We know $ f $ is analytic, so $ \frac{1}{2\pi i} \int_{\gamma} \frac{f'}{f} = \mathcal{Z}(f) $ by the argument principle. What I don't know is, why is $ \frac{1}{2\pi i} \int_{\gamma} \frac{(1 + \frac{g}{f})'}{(1 + \frac{g}{f})} = 0$?

Since $\bigl|{g(z)\over f(z)}\bigr|<1$, it follows that $1+{g(z)\over f(z)}$ must lie in the right half plane for all $z\in \gamma$. But then the curve $z\mapsto 1+{g(z)\over f(z)}$ cannot encircle $0$, so $Z(1+{g(z)\over f(z)})=0$.

The key thing to note is that $\frac{|g|}{|f|} \in (0,1)$ and so the image of $\gamma$ under the function $1+\frac{g}{f}$ lies strictly inside the open ball of radius one about the point $1$ in the complex plane.

Drawing a picture should convince yourself that the winding number about the origin of any curve with this property is zero.

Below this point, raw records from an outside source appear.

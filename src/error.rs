// Copyright 2026, Jeroen van Erp <jeroen@geeko.me>
// SPDX-License-Identifier: Apache-2.0
use thiserror::Error;

#[derive(Error, Debug)]
pub enum OperatorError {
    #[error("Kubernetes API error: {0}")]
    KubeError(#[from] kube::Error),

    #[error("unresolved placeholder(s): {0}")]
    UnresolvedPlaceholder(String),

    #[error("Invalid workload template: {0}")]
    InvalidWorkloadTemplate(String),

    #[error("Substitution secret unresolved: {0}")]
    SecretUnresolved(String),

    #[error("Serialization error: {0}")]
    Serialization(#[from] serde_json::Error),

    #[error("Realm secret owned by another import: {0}")]
    ArtifactConflict(String),

    #[error("Timed out: {0}")]
    Timeout(String),

    #[error("Object is missing {0}")]
    MissingObjectKey(String),

    #[error("Finalizer error: {0}")]
    Finalizer(String),
}

impl OperatorError {
    /// The API server answered 404
    pub fn is_not_found(&self) -> bool {
        matches!(self, OperatorError::KubeError(kube::Error::Api(err)) if err.code == 404)
    }

    /// The API server rejected a write because the resource version moved
    pub fn is_conflict(&self) -> bool {
        matches!(self, OperatorError::KubeError(kube::Error::Api(err)) if err.code == 409)
    }

    /// Errors that will not go away until the import spec itself changes
    pub fn is_permanent(&self) -> bool {
        matches!(
            self,
            OperatorError::UnresolvedPlaceholder(_) | OperatorError::InvalidWorkloadTemplate(_)
        )
    }
}

pub type Result<T> = std::result::Result<T, OperatorError>;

Formally, the principal branch of lograrithm is a continuous choice of argument for this curve, and so the winding number is zero from that.

Note that the argument principle tells us that this means that the number of zeroes of $1+\frac{g}{f}$ equals the number of poles of $1+ \frac{g}{f}$ inside $\gamma$, but it does not tell us how many of each there are.

A slightly different proof merely shows that the winding number of $h=\frac{f+g}{f}$ is zero using the above argument, and then noting that since $f$ and $g$ are holomorphic inside $\gamma$, poles of $h$ correspond to zeroes of $f$. Thus since $\mathcal{Z}(h)=\mathcal{P}(h)$ the number of zeroes of $f+g$ equals the number of zeroes of $f$, which is what we wanted. Of course, all of this is only true when counting with multiplicity.